The method for forming the conductive layer is not particularly limited. Specifically, the carbonaceous material, the binder, and other materials are mixed in an organic solvent such as N-methylpyrrolidone and toluene or water and then kneaded to prepare a paste. After coating on the material, it is suitably produced by heat treatment at a temperature of about 50 ° C. to 250 ° C. for about 10 minutes to 120 minutes. About the application method, for example, it is desirable to apply to any thickness and any shape using means such as roller coating such as applicator roll, screen coating, doctor blade method, spin coating, bar coater, etc. It is not limited to.
The content of the carbonaceous material in the paste is preferably 10 to 98% by mass, more preferably 50 to 95% by mass, and 70 to 95% by mass with respect to the mass sum of the carbonaceous material and the binder. Particularly preferred.

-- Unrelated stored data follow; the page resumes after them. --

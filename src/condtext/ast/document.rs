//! Document root

use super::content::ContentNode;
use serde::Serialize;

#[derive(Debug, Clone, Default, PartialEq, Eq, Serialize)]
pub struct Document {
    pub content: Vec<ContentNode>,
}

impl Document {
    pub fn new(content: Vec<ContentNode>) -> Self {
        Self { content }
    }

    /// Number of directive blocks at any depth
    pub fn block_count(&self) -> usize {
        fn count(nodes: &[ContentNode]) -> usize {
            nodes
                .iter()
                .map(|node| match node {
                    ContentNode::Leaf(_) => 0,
                    ContentNode::Block(block) => {
                        1 + block
                            .branches()
                            .iter()
                            .map(|branch| count(&branch.body))
                            .sum::<usize>()
                    }
                })
                .sum()
        }
        count(&self.content)
    }

    /// Deepest block nesting; 0 for a document without directives
    pub fn max_depth(&self) -> usize {
        fn depth(nodes: &[ContentNode]) -> usize {
            nodes
                .iter()
                .filter_map(ContentNode::as_block)
                .map(|block| {
                    1 + block
                        .branches()
                        .iter()
                        .map(|branch| depth(&branch.body))
                        .max()
                        .unwrap_or(0)
                })
                .max()
                .unwrap_or(0)
        }
        depth(&self.content)
    }
}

  In preparing a positive electrode mixture layer containing lithium vanadium phosphate as a positive electrode active material, in addition to the active material, well-known conductive agents such as acetylene black, ketjen black, carbon nanofiber, polyvinylidene fluoride, silicon butadiene Known binders such as rubber, polytetrafluoroethylene, carboxymethylcellulose and the like can be used in known formulations. Specifically, an active material, a conductive material, a binder, and other materials are mixed in an organic solvent such as N-methylpyrrolidone and toluene or water and then kneaded to prepare a paste for a positive electrode mixture layer. Then, after the obtained paste is applied on the conductive layer, it is preferably produced by heat treatment at a temperature of about 50 ° C. to 250 ° C. for about 10 minutes to 120 minutes.

  The positive electrode for a storage element preferably has a small amount of water contained in the electrode, and specifically, it is preferably less than 1000 ppm. As a means for reducing the amount of moisture, a method of drying the electrode in a high temperature and reduced pressure environment or a method of electrochemically decomposing moisture contained in the positive electrode is suitable.

  The combined thickness of the conductive layer and the positive electrode mixture layer is preferably 10 to 500 μm from the viewpoint of the energy density of the power storage element.

Lithium vanadium phosphate used for the positive electrode active material is represented by the general formula Li ₃ V ₂ (PO ₄ ) ₃ . There are several types of lithium vanadium phosphate corresponding to the crystal structure. Among them, those having a monoclinic crystal (space group P2 ₁ / n) crystal structure have a high reversible potential and are theoretically satisfactory. Since the discharge capacity is as large as 197 mAh / g, it is preferable that the energy density of the power storage element can be increased.
In addition, it does not prevent lithium, vanadium, manganese, phosphorus, and oxygen from being partially substituted with other elements as long as the crystal structure of lithium vanadium phosphate can be maintained. As other elements to be substituted, for example, in the case of lithium, alkali metal or alkaline earth metal such as sodium, potassium and magnesium, and in the case of vanadium or / and manganese, scandium, titanium, chromium, iron, cobalt, nickel In the case where the metal such as zirconium, indium and aluminum is phosphorus, silicon, boron, sulfur and the like are used, and in the case where oxygen is used, fluorine, chlorine and the like are mentioned. Furthermore, for the purpose of improving the performance of an active material for a secondary battery containing lithium vanadium phosphate, impurities may be intentionally coexisted within a range not impairing the effects of the present invention, and further, a synthesis step, etc. In this case, unintended impurities may be mixed.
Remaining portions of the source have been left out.